On July 29, the total number of monkeypox cases in Virginia stood at 76. Just three days later, on Aug. 1, that number rose to 105 cases. Of those cases three are in the Central Region which encompasses the counties of Amelia, Cumberland, Buckingham, Prince Edward, Charlotte, Lunenburg, Nottoway; the metro area around Richmond (Richmond, Henrico, Hanover, New Kent, Goochland, Charles City, Chesterfield, Powhatan, Colonial Heights, Petersburg, Hopewell, Prince George, Dinwiddie); and down to the N.C. border (Emporia, Surry, Sussex, Greensville, Brunswick, Halifax, Mecklenburg).

According to the Virginia Department of Health, males account for 104 cases, with one case accounting for a female.

Unlike the COVID-19 cases that are released by health districts currently because there is a small number of monkeypox cases, the VDH is only releasing cases by region to protect the identities of those infected.

For all reported close contacts of monkeypox cases, Almond said VDH will monitor their health for 21 days after their last exposure to a confirmed case and, if needed, will coordinate vaccination after the exposure.

“We continue to keep a careful eye on the spread of monkeypox within Virginia,” Dr. Almond said. “Many individuals infected with monkeypox virus have mild, self-limiting disease.”

What’s the treatment?

Currently, there is no treatment explicitly approved for monkeypox virus infections, she explained. However, antivirals developed for use in patients with smallpox may prove beneficial against monkeypox.

Although there is no approved treatment for monkeypox in the U.S., two vaccines, JYNNEOS and ACAM2000, are available for the prevention of monkeypox. They are available through the federal government as post-exposure prevention for people who had close contact with a person with monkeypox and are at the highest risk of exposure.

According to Dr. Almond, the Piedmont Health District is not yet providing vaccination with JYNNEOS, an FDA-approved vaccine effective against smallpox and monkeypox.

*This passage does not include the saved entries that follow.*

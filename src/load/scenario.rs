//! Load test scenarios.

use serde::{Deserialize, Serialize};

/// A scenario as written in config: relative path plus labels.
#[derive(Debug, Clone, PartialEq, Eq, Deserialize, Serialize)]
pub struct ScenarioConfig {
    pub name: String,
    pub path: String,
    #[serde(default)]
    pub description: String,
}

impl ScenarioConfig {
    pub fn new(name: &str, path: &str, description: &str) -> Self {
        Self {
            name: name.to_string(),
            path: path.to_string(),
            description: description.to_string(),
        }
    }

    /// Default endpoint menu. `/error` is included so failures show up in telemetry.
    pub fn defaults() -> Vec<ScenarioConfig> {
        vec![
            ScenarioConfig::new("home", "/", "Plain text home page, may cascade to /health"),
            ScenarioConfig::new("health", "/health", "Health check JSON"),
            ScenarioConfig::new("test-logs", "/test-logs", "Logs at three levels"),
            ScenarioConfig::new("trace-test", "/trace-test", "Span around an external call"),
            ScenarioConfig::new("error", "/error", "Simulated server error"),
        ]
    }
}

/// A resolved scenario: (name, target URL, description).
#[derive(Debug, Clone, PartialEq, Eq, Serialize)]
pub struct Scenario {
    pub name: String,
    pub url: String,
    pub description: String,
}

/// Resolve configured scenarios against the service's base URL.
pub fn build_scenarios(base_url: &str, configs: &[ScenarioConfig]) -> Vec<Scenario> {
    let base = base_url.trim_end_matches('/');
    configs
        .iter()
        .map(|c| Scenario {
            name: c.name.clone(),
            url: format!("{}{}", base, c.path),
            description: c.description.clone(),
        })
        .collect()
}

#[cfg(test)]
mod tests {
    use super::*;

    #[test]
    fn test_build_scenarios_keeps_order() {
        let scenarios = build_scenarios("http://127.0.0.1:8080/", &ScenarioConfig::defaults());
        let urls: Vec<_> = scenarios.iter().map(|s| s.url.as_str()).collect();
        assert_eq!(
            urls,
            vec![
                "http://127.0.0.1:8080/",
                "http://127.0.0.1:8080/health",
                "http://127.0.0.1:8080/test-logs",
                "http://127.0.0.1:8080/trace-test",
                "http://127.0.0.1:8080/error",
            ]
        );
        assert_eq!(scenarios[1].name, "health");
    }
}
//! Structured logging.
//!
//! # Responsibilities
//! - Initialize the logging subsystem once per process
//! - Select output format from config
//!
//! # Design Decisions
//! - Uses tracing crate for structured logging
//! - JSON format for log shippers, pretty/compact for development
//! - `RUST_LOG` wins over the configured level

use tracing_subscriber::{
    filter::ParseError, fmt, layer::SubscriberExt, util::SubscriberInitExt,
    util::TryInitError, EnvFilter,
};

use crate::config::{LogFormat, LoggingConfig};

/// Errors raised while installing the subscriber.
#[derive(Debug, thiserror::Error)]
pub enum LoggingError {
    #[error("invalid log filter: {0}")]
    Filter(#[from] ParseError),
    #[error("logging already initialized: {0}")]
    Init(#[from] TryInitError),
}

/// Build the filter: `RUST_LOG` if set, the configured level otherwise.
pub fn env_filter(config: &LoggingConfig) -> Result<EnvFilter, ParseError> {
    match EnvFilter::try_from_default_env() {
        Ok(filter) => Ok(filter),
        Err(_) => EnvFilter::try_new(&config.level),
    }
}

/// Install the global tracing subscriber.
pub fn init_logging(config: &LoggingConfig) -> Result<(), LoggingError> {
    let registry = tracing_subscriber::registry().with(env_filter(config)?);

    match config.format {
        LogFormat::Json => registry
            .with(fmt::layer().json().with_current_span(true).with_span_list(false))
            .try_init()?,
        LogFormat::Compact => registry.with(fmt::layer().compact()).try_init()?,
        LogFormat::Pretty => registry.with(fmt::layer()).try_init()?,
    }

    Ok(())
}
//! HTTP server setup and configuration.
//!
//! # Responsibilities
//! - Build shared state (telemetry, cascade dispatcher, log backend client)
//! - Register every endpoint with its handler
//! - Wire up middleware (trace, request ID, timeout, request context)
//! - Signal readiness, then serve until shutdown

use axum::{http::StatusCode, middleware, routing::get, Router};
use std::sync::Arc;
use std::time::Duration;
use tokio::net::TcpListener;
use tower_http::{
    request_id::{MakeRequestUuid, PropagateRequestIdLayer, SetRequestIdLayer},
    timeout::TimeoutLayer,
    trace::TraceLayer,
};

use crate::cascade::{CascadeDispatcher, CascadeError, CascadeTable};
use crate::config::{DemoConfig, HttpClientConfig};
use crate::http::handlers;
use crate::http::request::request_context_middleware;
use crate::lifecycle::{base_url_for, ReadySignal, ShutdownListener};
use crate::loki::LokiClient;
use crate::observability::Telemetry;
use crate::routing::{EndpointId, EndpointRegistry, RegistryError};

/// Errors that stop the server from starting or serving.
#[derive(Debug, thiserror::Error)]
pub enum ServerError {
    #[error("I/O error: {0}")]
    Io(#[from] std::io::Error),
    #[error("failed to build HTTP client: {0}")]
    Client(#[from] reqwest::Error),
    #[error("failed to build metrics recorder: {0}")]
    Telemetry(#[from] metrics_exporter_prometheus::BuildError),
    #[error("invalid cascade table: {0}")]
    Cascade(#[from] CascadeError),
    #[error("route registration failed: {0}")]
    Registry(#[from] RegistryError),
}

/// Application state injected into handlers.
#[derive(Clone)]
pub struct AppState {
    pub telemetry: Arc<Telemetry>,
    pub cascade: Arc<CascadeDispatcher>,
    pub loki: LokiClient,
    pub client: reqwest::Client,
    pub config: Arc<DemoConfig>,
}

/// Build the outbound HTTP client shared by cascades, probes and load.
pub fn build_client(config: &HttpClientConfig) -> Result<reqwest::Client, reqwest::Error> {
    reqwest::Client::builder()
        .timeout(Duration::from_secs(config.timeout_secs))
        .connect_timeout(Duration::from_secs(config.connect_timeout_secs))
        .build()
}

/// HTTP server for the demo endpoints.
pub struct HttpServer {
    config: Arc<DemoConfig>,
    telemetry: Arc<Telemetry>,
    cascade_table: CascadeTable,
    client: reqwest::Client,
}

impl HttpServer {
    /// Create a new HTTP server with the given configuration.
    pub fn new(config: DemoConfig) -> Result<Self, ServerError> {
        let telemetry = Arc::new(Telemetry::new(config.service.name.clone())?);
        let cascade_table = CascadeTable::new(config.cascade.rules.iter().copied())?;
        let client = build_client(&config.http_client)?;

        Ok(Self {
            config: Arc::new(config),
            telemetry,
            cascade_table,
            client,
        })
    }

    pub fn telemetry(&self) -> Arc<Telemetry> {
        self.telemetry.clone()
    }

    pub fn client(&self) -> reqwest::Client {
        self.client.clone()
    }

    pub fn config(&self) -> &DemoConfig {
        &self.config
    }

    /// Build the router. `base_url` is where cascades reach this service.
    pub fn router(&self, base_url: &str) -> Result<Router, ServerError> {
        let cascade = CascadeDispatcher::new(
            self.cascade_table.clone(),
            self.client.clone(),
            base_url,
            self.telemetry.clone(),
        )
        .with_enabled(self.config.cascade.enabled)
        .with_max_depth(self.config.cascade.max_depth);

        let state = AppState {
            telemetry: self.telemetry.clone(),
            cascade: Arc::new(cascade),
            loki: LokiClient::new(self.client.clone(), &self.config.loki, &self.config.service.name),
            client: self.client.clone(),
            config: self.config.clone(),
        };

        let mut registry = EndpointRegistry::new()
            .register(EndpointId::Root, get(handlers::root))?
            .register(EndpointId::Health, get(handlers::health))?
            .register(EndpointId::Error, get(handlers::error))?
            .register(EndpointId::TestLogs, get(handlers::test_logs))?
            .register(EndpointId::LokiTest, get(handlers::loki_test))?
            .register(EndpointId::ForceLogs, get(handlers::force_logs))?
            .register(EndpointId::TraceTest, get(handlers::trace_test))?;
        if self.config.metrics.enabled {
            registry = registry.register(EndpointId::Metrics, get(handlers::metrics))?;
        }

        tracing::debug!(endpoints = registry.endpoints().len(), "Endpoint registry built");

        let router = registry
            .into_router()
            .layer(middleware::from_fn_with_state(
                self.telemetry.clone(),
                request_context_middleware,
            ))
            .with_state(state)
            .layer(TimeoutLayer::with_status_code(
                StatusCode::REQUEST_TIMEOUT,
                Duration::from_secs(self.config.timeouts.request_secs),
            ))
            .layer(PropagateRequestIdLayer::x_request_id())
            .layer(SetRequestIdLayer::x_request_id(MakeRequestUuid))
            .layer(TraceLayer::new_for_http());

        Ok(router)
    }

    /// Serve on `listener` until `shutdown` fires. `ready` fires once routes are registered.
    pub async fn run(
        self,
        listener: TcpListener,
        ready: ReadySignal,
        shutdown: ShutdownListener,
    ) -> Result<(), ServerError> {
        let addr = listener.local_addr()?;
        let base_url = base_url_for(addr);
        let router = self.router(&base_url)?;

        tracing::info!(
            address = %addr,
            cascade_enabled = self.config.cascade.enabled,
            max_cascade_depth = ?self.config.cascade.max_depth,
            "HTTP server starting"
        );
        ready.mark_ready(addr);

        axum::serve(listener, router)
            .with_graceful_shutdown(shutdown.recv())
            .await?;

        tracing::info!("HTTP server stopped");
        Ok(())
    }
}
use clap::{Parser, Subcommand};
use std::path::PathBuf;
use std::time::Duration;

use observability_demo::config::HttpClientConfig;
use observability_demo::http::build_client;
use observability_demo::load::{
    build_scenarios, run_load, write_report, ScenarioConfig, MAX_DURATION_SECS, MAX_RATE_PER_SECOND,
};
use observability_demo::observability::logging::init_logging;

#[derive(Parser)]
#[command(name = "load-cli")]
#[command(about = "Fixed-rate load generator for the observability demo", long_about = None)]
struct Cli {
    /// Base URL of a running demo service.
    #[arg(short, long, default_value = "http://localhost:8080")]
    url: String,

    #[command(subcommand)]
    command: Commands,
}

#[derive(Subcommand)]
enum Commands {
    /// Run a load test and write a JSON report
    Run {
        /// Requests per second
        #[arg(
            short,
            long,
            default_value_t = 10,
            value_parser = clap::value_parser!(u32).range(1..=i64::from(MAX_RATE_PER_SECOND))
        )]
        rate: u32,

        /// Duration in seconds
        #[arg(
            short,
            long,
            default_value_t = 8,
            value_parser = clap::value_parser!(u64).range(1..=MAX_DURATION_SECS)
        )]
        duration: u64,

        /// Directory for the report artifact
        #[arg(long, default_value = "load-test-reports")]
        report_dir: PathBuf,

        /// Per-request timeout in seconds
        #[arg(long, default_value_t = 10)]
        timeout: u64,
    },
    /// List the scenarios a run picks from
    Scenarios,
}

#[tokio::main]
async fn main() -> Result<(), Box<dyn std::error::Error>> {
    let cli = Cli::parse();
    let scenarios = build_scenarios(&cli.url, &ScenarioConfig::defaults());

    match cli.command {
        Commands::Scenarios => {
            for s in &scenarios {
                println!("{:<12} {:<40} {}", s.name, s.url, s.description);
            }
        }
        Commands::Run {
            rate,
            duration,
            report_dir,
            timeout,
        } => {
            init_logging(&Default::default())?;
            let client = build_client(&HttpClientConfig {
                timeout_secs: timeout,
                ..HttpClientConfig::default()
            })?;

            let result = run_load(&client, &scenarios, rate, Duration::from_secs(duration)).await?;
            let path = write_report(&report_dir, &result).await?;

            println!("\n--- Load Test Results ---");
            println!("Run ID:         {}", result.run_id);
            println!("Requests:       {}", result.attempted);
            println!("Succeeded:      {}", result.succeeded);
            println!("Failed:         {}", result.failed);
            println!("Success rate:   {:.1}%", result.success_rate() * 100.0);
            println!("Requests/sec:   {:.2}", result.achieved_rps);
            if let Some(latency) = &result.latency {
                println!("P50 Latency:    {:.1}ms", latency.p50_ms);
                println!("P95 Latency:    {:.1}ms", latency.p95_ms);
                println!("P99 Latency:    {:.1}ms", latency.p99_ms);
            }
            for s in &result.scenarios {
                println!("  {:<12} {}/{} ok", s.name, s.succeeded, s.attempted);
            }
            println!("Report:         {}", path.display());
            println!("-------------------------\n");
        }
    }

    Ok(())
}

“Our nurses do welcome any inquiries from individuals who feel they may be at risk,” Dr. Almond said. “Please call your local health district and ask to speak with the nurse. Within the next week, we will have all processes in place to be able to provide JYNNEOS vaccine to our highest risk individuals.”

What is Monkeypox?

Monkeypox is a potentially severe viral illness characterized by a specific type of rash. Rash lesions can begin on the genitals, perianal region or oral cavity and might be the first or only sign of illness.

Co-infection with sexually transmitted infections has been reported. Some patients also have a fever, headache, muscle aches, exhaustion and swelling of the lymph nodes before developing a rash, according to VDH.

Symptoms generally appear six to 14 days after exposure and, for most people, clear up within two to four weeks. State health officials explain that person-to-person spread occurs with close contact, direct contact with body fluids, or contact with contaminated materials such as clothing or linens.

Anyone with symptoms consistent with monkeypox should seek medical care from their healthcare provider immediately, especially those in one of the following groups:

• Those who have had contact with someone who had a rash that looks like monkeypox or someone who was diagnosed with monkeypox.

• Those who have had skin-to-skin contact with someone in a social network who has monkeypox. This includes men who have sex with men.

• Those who traveled to places or attended events where monkeypox cases have been confirmed in the month before symptoms appeared.

• Those who have had contact with household items, such as towels, bedding or clothing used by a person with suspected or known to have the monkeypox virus infection.

• Those who have had contact with a dead or live wild animal or exotic pet from Africa or used a product derived from such animals (e.g., game meat, creams, lotions, powders).